One of the reasons for the role of emotions in interpersonal conflicts is explained by the Emotion-in-Relationships Model (ERM). This model states that feelings of bliss, satisfaction, and relaxation often go unnoticed due to the nature of the emotions, whereas “hot” emotions, such as anger and contempt, come to the forefront when directed at a member of an interpersonal relationship (Fletcher & Clark, 2002). This type of psychophysical response usually happens perhaps due to the different biophysical reactive response of the body compared to its reaction to positive ones (Floyd, 2014). There are two dimensions that define conflict. Conflict leads to the elicitation of emotions, but sometimes the opposite occurs: emotions lead to conflict. The misunderstanding or misinterpretation of emotions among members of a family can be a source of conflict, as well as a number of other issues, including personality differences, past history, substance abuse, mental or physical health problems, monetary issues, children, intimate partner violence, domestic rape, or maybe just general frustration due to recent events (Sabourin, Infante, & Rudd, 1990). In order to have a common understanding of this concept for the familial context in particular, conflict refers to as “any incompatibility that can be expressed by people related through biological, legal, or equivalent ties” (Canary & Canary, 2013, p. 6). Thus, the concept of conflict goes hand in hand with coparenting.
There is a myriad of everyday family activities in which parents need to decide the best way to do them: sometimes they are minor, such as eating, watching TV, or sleeping schedules; others are more complicated, such as schooling. Certainly, while socializing and making these decisions, parents may agree or not, and these everyday situations may lead to conflict. Whether or not parents live together, it has been shown that “the extent to which children experience their parents as partners or opponents in parenting is related to children’s adjustment and well-being” (Gable & Sharp, 2016, p. 1), because the ontology of parenting is materialized through socialization of values about every aspect and duty among all family members, especially children, to perpetuate a given society.
As the findings provided in this article show, the study of family communication issues is pivotal because the way in which those issues are solved within families will be copied by children as their values. Values are abstract ideas that delineate behavior toward the evaluation of people and events and vary in terms of importance across individuals, but also among cultures. In other words, their future parenting (i.e., parenting modeling) of children will replicate those same strategies for conflict solving for good or bad, depending on whether parents were supportive between each other. Thus, socialization defines the size and scope of coparenting.

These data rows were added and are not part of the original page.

use std::fmt;

use kcal_model::biometrics::{
    ActivityLevel, BiometricInput, CalculationRequest, Sex, UnitSystem,
};

use crate::SubmitError;

/// Numeric fields the user types in.
#[derive(Clone, Copy, Debug, PartialEq, Eq)]
pub enum Field {
    Age,
    Weight,
    Height,
}

impl fmt::Display for Field {
    fn fmt(&self, f: &mut fmt::Formatter<'_>) -> fmt::Result {
        match self {
            Field::Age => write!(f, "age"),
            Field::Weight => write!(f, "weight"),
            Field::Height => write!(f, "height"),
        }
    }
}

/// Current contents of the form. `Default` is the blank form.
#[derive(Clone, Debug, Default, PartialEq)]
pub struct FormFields {
    pub age: String,
    pub weight: String,
    pub height: String,
    pub sex: Sex,
    pub unit_system: UnitSystem,
    pub activity: ActivityLevel,
}

impl FormFields {
    pub fn age_prompt(&self) -> String {
        "Age (years)".to_owned()
    }

    pub fn weight_prompt(&self) -> String {
        format!("Weight ({})", self.unit_system.weight_unit())
    }

    pub fn height_prompt(&self) -> String {
        format!("Height ({})", self.unit_system.height_unit())
    }

    /// Builds the validated input, or explains which field stops submission.
    pub fn to_input(&self) -> Result<BiometricInput, SubmitError> {
        let age = required(Field::Age, &self.age)?;
        let weight = required(Field::Weight, &self.weight)?;
        let height = required(Field::Height, &self.height)?;

        let request = CalculationRequest {
            age: number(Field::Age, age)?,
            weight: number(Field::Weight, weight)?,
            height: number(Field::Height, height)?,
            sex: self.sex,
            activity_factor: self.activity.factor(),
            unit_system: self.unit_system,
        };

        Ok(BiometricInput::try_from(request)?)
    }
}

fn required(field: Field, text: &str) -> Result<&str, SubmitError> {
    let text = text.trim();
    if text.is_empty() {
        Err(SubmitError::MissingField(field))
    } else {
        Ok(text)
    }
}

fn number(field: Field, text: &str) -> Result<f64, SubmitError> {
    text.parse().map_err(|_| SubmitError::InvalidNumber(field))
}

#[cfg(test)]
mod tests {
    use kcal_model::biometrics::ValidationError;

    use super::*;

    fn filled(age: &str, weight: &str, height: &str) -> FormFields {
        FormFields {
            age: age.to_owned(),
            weight: weight.to_owned(),
            height: height.to_owned(),
            ..Default::default()
        }
    }

    #[test]
    fn default_is_blank_metric_male_sedentary() {
        let fields = FormFields::default();

        assert_eq!(fields.age, "");
        assert_eq!(fields.weight, "");
        assert_eq!(fields.height, "");
        assert_eq!(fields.sex, Sex::Male);
        assert_eq!(fields.unit_system, UnitSystem::Metric);
        assert_eq!(fields.activity, ActivityLevel::Sedentary);
    }

    #[test]
    fn prompts_follow_unit_system() {
        let mut fields = FormFields::default();
        assert_eq!(fields.weight_prompt(), "Weight (kg)");
        assert_eq!(fields.height_prompt(), "Height (cm)");

        fields.unit_system = UnitSystem::Imperial;
        assert_eq!(fields.weight_prompt(), "Weight (lb)");
        assert_eq!(fields.height_prompt(), "Height (in)");
    }

    #[test]
    fn blank_fields_are_missing() {
        let test_data = [
            (filled("", "80", "180"), Field::Age),
            (filled("30", "", "180"), Field::Weight),
            (filled("30", "80", "  "), Field::Height),
            (filled("", "", ""), Field::Age),
            (filled("abc", "80", ""), Field::Height),
        ];

        for (i, (fields, expected)) in test_data.into_iter().enumerate() {
            match fields.to_input() {
                Err(SubmitError::MissingField(field)) => {
                    assert_eq!(field, expected, "Test case #{}", i)
                }
                other => panic!("Test case #{}: unexpected {:?}", i, other),
            }
        }
    }

    #[test]
    fn unparseable_fields_are_invalid_numbers() {
        let test_data = [
            (filled("thirty", "80", "180"), Field::Age),
            (filled("30", "80kg", "180"), Field::Weight),
            (filled("30", "80", "1,80"), Field::Height),
        ];

        for (i, (fields, expected)) in test_data.into_iter().enumerate() {
            match fields.to_input() {
                Err(SubmitError::InvalidNumber(field)) => {
                    assert_eq!(field, expected, "Test case #{}", i)
                }
                other => panic!("Test case #{}: unexpected {:?}", i, other),
            }
        }
    }

    #[test]
    fn out_of_range_numbers_fail_validation() {
        for fields in [
            filled("0", "80", "180"),
            filled("30.5", "80", "180"),
            filled("30", "-80", "180"),
            filled("30", "80", "0"),
        ] {
            assert!(matches!(
                fields.to_input(),
                Err(SubmitError::Invalid(ValidationError::InvalidInput(_)))
            ));
        }
    }

    #[test]
    fn complete_form_converts() {
        let mut fields = filled(" 40 ", "176.37", "70.87");
        fields.sex = Sex::Female;
        fields.unit_system = UnitSystem::Imperial;
        fields.activity = ActivityLevel::Light;

        let input = fields.to_input().unwrap();

        assert_eq!(input.age(), 40);
        assert_eq!(input.weight(), 176.37);
        assert_eq!(input.height(), 70.87);
        assert_eq!(input.sex(), Sex::Female);
        assert_eq!(input.unit_system(), UnitSystem::Imperial);
        assert_eq!(input.activity(), ActivityLevel::Light);
    }
}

The familial socialization of values encompasses the distinction between parents’ personal execution of those social appraisals and the values that parents want their children to adopt, and both are different things; nonetheless, familial socialization does not take place in only one direction, from parents to children. Benish-Weisman, Levy, and Knafo (2013) investigated the differentiation process—or, in other words, the distinction between parents’ own personal values and their socialization values and the contribution of children’s values to their parents’ socialization values. In this study, in which 603 Israeli adolescents and their parents participated, the findings suggest that parents differentiate between their personal values and their socialization values, and adolescents’ values have a specific contribution to their parents’ socialization values. As a result, socialization is not a unidirectional process affected by parents alone, it is an outcome of the reciprocal interaction between parents and their adolescent children, and the given importance of a given value is mediated by parents and their culture individually (Johnson et al., 2013). However, taking power dynamics into account does not mean that adolescents share the same level of decision-making power in the family; thus, socialization take place in both directions, but mostly from parents to children. Finally, it is worth noticing that the socialization of values in coparenting falls under the cultural umbrella. The next section pays a special attention to the role of culture in family communication.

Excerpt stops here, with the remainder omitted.